§ Source data:
[Start of section]
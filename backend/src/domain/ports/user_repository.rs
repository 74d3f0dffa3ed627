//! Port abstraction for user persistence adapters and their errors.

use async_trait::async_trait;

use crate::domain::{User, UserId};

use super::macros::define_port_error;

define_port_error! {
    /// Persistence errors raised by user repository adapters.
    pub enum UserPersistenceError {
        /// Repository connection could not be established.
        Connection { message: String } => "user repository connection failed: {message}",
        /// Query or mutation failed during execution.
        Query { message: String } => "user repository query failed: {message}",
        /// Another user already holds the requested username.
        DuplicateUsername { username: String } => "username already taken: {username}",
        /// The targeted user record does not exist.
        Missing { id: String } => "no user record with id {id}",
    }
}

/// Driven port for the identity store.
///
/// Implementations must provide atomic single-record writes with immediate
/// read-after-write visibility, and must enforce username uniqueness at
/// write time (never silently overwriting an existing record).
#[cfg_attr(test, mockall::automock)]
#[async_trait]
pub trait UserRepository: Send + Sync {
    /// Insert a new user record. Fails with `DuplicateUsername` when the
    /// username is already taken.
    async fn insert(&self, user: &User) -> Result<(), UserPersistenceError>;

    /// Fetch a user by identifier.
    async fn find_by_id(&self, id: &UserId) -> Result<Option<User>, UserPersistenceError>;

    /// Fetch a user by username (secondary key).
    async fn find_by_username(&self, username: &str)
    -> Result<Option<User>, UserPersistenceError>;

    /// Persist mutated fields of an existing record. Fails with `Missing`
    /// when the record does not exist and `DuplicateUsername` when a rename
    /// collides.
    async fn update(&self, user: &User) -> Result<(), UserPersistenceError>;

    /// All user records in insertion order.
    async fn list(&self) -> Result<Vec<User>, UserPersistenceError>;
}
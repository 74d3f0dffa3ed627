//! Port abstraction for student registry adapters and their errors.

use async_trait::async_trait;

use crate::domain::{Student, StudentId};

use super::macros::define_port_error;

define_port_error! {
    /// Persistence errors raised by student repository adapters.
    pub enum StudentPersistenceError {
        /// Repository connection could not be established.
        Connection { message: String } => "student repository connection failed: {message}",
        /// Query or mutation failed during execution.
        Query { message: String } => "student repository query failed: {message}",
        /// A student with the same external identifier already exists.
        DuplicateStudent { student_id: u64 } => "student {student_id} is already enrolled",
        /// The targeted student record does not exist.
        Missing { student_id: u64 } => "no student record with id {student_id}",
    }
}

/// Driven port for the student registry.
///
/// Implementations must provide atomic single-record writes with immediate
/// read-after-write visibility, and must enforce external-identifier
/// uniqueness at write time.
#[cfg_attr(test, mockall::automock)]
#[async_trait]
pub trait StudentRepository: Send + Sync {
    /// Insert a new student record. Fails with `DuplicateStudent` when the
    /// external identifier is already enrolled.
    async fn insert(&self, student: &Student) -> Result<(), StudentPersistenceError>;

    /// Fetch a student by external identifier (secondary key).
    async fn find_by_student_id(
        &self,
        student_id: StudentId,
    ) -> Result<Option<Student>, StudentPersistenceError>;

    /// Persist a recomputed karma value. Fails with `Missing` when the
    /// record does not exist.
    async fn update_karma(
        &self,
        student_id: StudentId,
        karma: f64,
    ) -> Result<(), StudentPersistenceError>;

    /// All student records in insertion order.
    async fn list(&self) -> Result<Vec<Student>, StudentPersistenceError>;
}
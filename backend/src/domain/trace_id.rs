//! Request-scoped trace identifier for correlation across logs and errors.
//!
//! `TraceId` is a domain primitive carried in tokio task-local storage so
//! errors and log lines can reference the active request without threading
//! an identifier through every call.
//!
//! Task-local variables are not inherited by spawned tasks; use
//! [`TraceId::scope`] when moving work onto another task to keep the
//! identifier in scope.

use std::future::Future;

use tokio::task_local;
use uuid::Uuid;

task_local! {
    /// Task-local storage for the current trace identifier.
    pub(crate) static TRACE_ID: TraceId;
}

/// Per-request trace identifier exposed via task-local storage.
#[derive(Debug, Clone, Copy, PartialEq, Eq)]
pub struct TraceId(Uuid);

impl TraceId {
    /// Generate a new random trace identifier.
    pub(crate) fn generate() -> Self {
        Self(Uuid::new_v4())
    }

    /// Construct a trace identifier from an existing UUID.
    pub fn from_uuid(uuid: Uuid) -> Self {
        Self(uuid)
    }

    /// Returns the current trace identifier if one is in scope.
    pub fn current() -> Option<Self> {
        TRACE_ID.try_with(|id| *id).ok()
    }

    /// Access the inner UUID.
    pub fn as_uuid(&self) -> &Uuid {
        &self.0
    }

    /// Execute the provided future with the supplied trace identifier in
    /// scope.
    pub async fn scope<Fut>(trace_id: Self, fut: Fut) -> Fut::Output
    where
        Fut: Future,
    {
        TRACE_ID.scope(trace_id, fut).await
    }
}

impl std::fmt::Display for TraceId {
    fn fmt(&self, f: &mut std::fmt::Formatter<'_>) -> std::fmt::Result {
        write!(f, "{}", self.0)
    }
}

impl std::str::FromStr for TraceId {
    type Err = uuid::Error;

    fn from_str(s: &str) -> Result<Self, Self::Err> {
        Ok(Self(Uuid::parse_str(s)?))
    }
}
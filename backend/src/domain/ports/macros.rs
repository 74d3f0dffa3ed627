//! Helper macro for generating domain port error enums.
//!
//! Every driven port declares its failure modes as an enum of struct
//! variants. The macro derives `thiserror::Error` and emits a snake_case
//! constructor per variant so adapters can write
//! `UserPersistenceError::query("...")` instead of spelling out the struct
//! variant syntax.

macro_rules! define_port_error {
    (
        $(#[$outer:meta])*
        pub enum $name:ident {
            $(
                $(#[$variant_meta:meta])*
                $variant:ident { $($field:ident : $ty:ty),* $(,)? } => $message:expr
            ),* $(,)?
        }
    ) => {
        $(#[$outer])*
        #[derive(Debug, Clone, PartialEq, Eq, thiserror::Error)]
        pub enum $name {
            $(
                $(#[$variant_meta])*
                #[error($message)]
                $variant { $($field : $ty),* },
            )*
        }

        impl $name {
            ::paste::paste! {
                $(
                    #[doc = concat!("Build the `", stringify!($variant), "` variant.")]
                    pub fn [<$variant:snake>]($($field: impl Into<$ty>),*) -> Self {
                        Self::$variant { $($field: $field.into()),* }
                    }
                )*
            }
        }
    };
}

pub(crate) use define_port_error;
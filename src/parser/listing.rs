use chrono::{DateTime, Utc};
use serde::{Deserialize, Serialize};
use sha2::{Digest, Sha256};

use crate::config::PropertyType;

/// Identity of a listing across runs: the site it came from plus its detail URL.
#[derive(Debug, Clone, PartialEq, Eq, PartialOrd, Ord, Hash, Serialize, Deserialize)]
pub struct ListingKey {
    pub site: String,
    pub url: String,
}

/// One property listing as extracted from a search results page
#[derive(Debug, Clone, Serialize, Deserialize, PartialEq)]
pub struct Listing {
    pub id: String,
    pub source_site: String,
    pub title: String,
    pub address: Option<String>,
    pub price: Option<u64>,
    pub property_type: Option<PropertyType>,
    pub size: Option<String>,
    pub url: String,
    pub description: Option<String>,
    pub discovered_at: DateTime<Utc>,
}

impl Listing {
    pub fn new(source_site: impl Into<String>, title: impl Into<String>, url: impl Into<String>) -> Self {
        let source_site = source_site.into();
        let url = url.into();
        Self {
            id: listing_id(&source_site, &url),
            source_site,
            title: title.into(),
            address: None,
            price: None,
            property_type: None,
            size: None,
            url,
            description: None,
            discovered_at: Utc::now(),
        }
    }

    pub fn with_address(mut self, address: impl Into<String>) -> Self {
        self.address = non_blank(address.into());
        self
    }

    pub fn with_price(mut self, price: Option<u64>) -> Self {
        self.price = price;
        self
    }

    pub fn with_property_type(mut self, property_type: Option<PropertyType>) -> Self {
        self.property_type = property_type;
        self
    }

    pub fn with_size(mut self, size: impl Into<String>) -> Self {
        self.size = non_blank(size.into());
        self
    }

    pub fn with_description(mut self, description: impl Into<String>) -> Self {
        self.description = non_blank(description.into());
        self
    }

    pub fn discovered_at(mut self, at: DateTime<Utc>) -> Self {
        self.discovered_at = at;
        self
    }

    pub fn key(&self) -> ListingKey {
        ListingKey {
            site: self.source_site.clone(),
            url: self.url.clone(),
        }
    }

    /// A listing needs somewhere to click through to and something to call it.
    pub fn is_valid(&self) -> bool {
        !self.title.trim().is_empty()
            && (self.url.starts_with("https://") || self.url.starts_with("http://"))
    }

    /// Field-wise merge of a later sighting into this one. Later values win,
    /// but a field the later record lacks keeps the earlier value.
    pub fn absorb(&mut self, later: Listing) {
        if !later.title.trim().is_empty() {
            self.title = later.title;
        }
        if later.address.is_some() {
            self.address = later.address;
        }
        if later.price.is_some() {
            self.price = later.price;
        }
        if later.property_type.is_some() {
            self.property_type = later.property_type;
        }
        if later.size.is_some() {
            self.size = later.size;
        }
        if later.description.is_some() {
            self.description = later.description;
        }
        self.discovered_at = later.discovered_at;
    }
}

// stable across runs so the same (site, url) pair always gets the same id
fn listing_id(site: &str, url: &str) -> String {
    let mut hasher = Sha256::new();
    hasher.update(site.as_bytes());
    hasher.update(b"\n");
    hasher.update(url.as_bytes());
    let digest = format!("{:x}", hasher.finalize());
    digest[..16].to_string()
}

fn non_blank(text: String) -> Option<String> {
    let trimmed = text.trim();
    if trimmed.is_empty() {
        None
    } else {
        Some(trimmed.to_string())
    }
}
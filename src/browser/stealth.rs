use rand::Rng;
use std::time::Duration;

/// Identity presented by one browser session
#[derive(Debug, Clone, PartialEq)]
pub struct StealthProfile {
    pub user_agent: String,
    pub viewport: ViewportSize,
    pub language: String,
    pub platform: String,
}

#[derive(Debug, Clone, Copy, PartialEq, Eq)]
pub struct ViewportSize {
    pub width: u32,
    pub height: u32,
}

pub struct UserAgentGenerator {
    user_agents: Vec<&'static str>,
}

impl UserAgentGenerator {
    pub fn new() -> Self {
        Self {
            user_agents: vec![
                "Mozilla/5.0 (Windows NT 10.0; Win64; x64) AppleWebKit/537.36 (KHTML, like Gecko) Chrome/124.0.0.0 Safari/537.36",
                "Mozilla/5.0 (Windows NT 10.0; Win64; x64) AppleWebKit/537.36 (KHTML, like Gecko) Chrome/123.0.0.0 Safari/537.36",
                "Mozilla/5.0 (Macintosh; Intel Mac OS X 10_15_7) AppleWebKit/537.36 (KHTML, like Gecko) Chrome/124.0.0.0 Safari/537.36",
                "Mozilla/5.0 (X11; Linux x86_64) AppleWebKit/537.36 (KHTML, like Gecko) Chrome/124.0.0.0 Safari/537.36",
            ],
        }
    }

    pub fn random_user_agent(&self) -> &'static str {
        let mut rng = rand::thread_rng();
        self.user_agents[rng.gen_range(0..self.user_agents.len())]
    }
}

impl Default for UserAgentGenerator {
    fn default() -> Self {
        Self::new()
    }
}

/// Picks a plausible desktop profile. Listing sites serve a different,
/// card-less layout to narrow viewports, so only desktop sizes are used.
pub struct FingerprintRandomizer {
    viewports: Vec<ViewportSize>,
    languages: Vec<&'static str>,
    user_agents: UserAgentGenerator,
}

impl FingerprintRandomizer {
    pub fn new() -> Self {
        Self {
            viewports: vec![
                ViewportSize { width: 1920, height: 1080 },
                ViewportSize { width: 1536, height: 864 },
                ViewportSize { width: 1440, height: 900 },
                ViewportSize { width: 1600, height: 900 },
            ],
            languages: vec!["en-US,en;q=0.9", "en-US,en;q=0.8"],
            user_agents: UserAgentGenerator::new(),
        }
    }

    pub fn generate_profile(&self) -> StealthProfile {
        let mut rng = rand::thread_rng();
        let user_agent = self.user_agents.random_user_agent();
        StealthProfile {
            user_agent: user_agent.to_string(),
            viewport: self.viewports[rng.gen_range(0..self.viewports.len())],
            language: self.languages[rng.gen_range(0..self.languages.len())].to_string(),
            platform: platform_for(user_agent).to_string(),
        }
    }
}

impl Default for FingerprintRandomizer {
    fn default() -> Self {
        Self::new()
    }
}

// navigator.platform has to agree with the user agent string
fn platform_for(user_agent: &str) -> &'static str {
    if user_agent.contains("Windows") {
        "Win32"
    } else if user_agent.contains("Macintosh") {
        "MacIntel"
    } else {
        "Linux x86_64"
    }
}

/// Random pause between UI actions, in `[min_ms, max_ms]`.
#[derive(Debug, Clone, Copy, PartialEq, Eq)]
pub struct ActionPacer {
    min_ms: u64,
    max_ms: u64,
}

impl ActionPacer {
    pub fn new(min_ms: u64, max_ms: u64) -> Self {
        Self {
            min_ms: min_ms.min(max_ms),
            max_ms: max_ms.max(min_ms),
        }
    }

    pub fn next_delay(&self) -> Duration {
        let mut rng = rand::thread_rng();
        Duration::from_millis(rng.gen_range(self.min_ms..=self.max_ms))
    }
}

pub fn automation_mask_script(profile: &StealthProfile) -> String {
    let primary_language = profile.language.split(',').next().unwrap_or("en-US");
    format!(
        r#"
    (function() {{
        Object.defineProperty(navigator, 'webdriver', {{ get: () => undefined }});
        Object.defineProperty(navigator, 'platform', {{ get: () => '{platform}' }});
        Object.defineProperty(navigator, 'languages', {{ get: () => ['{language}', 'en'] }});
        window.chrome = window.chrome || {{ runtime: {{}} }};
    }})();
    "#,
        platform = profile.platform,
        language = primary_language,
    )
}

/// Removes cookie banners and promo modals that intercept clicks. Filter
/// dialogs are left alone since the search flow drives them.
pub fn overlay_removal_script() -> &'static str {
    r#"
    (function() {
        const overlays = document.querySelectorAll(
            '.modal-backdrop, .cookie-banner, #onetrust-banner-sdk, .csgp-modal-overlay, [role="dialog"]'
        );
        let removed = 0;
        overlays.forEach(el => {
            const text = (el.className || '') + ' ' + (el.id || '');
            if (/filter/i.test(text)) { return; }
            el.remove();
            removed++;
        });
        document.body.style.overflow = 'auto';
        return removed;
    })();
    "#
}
[End of section]
§ Problem details:
Copy out each line from the preceding entries that mentions the word "browser".

§ Answer to this exercise:
filename src/browser/stealth.rs
/// Identity presented by one browser session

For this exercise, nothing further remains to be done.